▶ HOW TO COMPLETE THIS TASK: Pick out all lines with the word "main" from the records that follow.

(Dataset entries)
== == ==
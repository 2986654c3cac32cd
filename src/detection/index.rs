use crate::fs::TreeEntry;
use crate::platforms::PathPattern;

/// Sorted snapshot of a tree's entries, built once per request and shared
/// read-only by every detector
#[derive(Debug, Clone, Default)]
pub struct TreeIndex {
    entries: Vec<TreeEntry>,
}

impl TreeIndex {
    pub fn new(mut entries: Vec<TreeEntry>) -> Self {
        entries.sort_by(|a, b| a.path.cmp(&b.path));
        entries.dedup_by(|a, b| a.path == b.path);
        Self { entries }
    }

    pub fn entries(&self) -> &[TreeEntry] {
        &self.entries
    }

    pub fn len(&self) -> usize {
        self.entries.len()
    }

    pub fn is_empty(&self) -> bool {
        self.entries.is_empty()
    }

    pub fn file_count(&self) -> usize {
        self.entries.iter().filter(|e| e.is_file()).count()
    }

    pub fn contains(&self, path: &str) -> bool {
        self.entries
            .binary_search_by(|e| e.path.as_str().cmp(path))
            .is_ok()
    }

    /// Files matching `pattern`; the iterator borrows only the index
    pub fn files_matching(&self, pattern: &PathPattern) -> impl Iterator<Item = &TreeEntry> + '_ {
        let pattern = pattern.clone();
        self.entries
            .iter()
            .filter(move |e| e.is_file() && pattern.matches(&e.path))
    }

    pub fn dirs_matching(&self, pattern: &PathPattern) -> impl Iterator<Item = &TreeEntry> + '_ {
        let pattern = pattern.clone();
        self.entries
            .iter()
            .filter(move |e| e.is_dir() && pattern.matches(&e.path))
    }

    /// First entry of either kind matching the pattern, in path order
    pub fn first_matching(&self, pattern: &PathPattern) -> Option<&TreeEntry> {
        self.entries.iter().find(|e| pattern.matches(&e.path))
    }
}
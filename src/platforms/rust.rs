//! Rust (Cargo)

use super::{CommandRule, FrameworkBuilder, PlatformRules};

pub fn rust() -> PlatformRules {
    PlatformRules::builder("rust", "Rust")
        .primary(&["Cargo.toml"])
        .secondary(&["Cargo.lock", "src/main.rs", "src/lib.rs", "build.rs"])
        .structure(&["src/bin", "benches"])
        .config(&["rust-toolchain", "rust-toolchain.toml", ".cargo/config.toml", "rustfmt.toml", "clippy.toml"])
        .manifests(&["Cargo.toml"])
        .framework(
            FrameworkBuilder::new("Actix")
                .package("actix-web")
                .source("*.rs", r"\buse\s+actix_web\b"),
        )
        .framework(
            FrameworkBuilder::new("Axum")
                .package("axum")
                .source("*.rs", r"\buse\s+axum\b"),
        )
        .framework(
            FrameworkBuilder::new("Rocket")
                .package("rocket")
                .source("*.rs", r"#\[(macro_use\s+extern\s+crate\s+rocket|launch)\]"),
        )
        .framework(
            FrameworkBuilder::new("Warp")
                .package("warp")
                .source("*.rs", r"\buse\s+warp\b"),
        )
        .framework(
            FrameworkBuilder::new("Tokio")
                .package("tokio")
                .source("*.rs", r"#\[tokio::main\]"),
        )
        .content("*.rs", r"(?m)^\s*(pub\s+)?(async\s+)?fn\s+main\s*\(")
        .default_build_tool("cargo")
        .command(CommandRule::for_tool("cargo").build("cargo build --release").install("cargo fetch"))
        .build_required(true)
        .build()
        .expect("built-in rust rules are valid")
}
== == ==
▶ THE COMPLETED TASK:
        .secondary(&["Cargo.lock", "src/main.rs", "src/lib.rs", "build.rs"])
                .source("*.rs", r"#\[tokio::main\]"),
        .content("*.rs", r"(?m)^\s*(pub\s+)?(async\s+)?fn\s+main\s*\(")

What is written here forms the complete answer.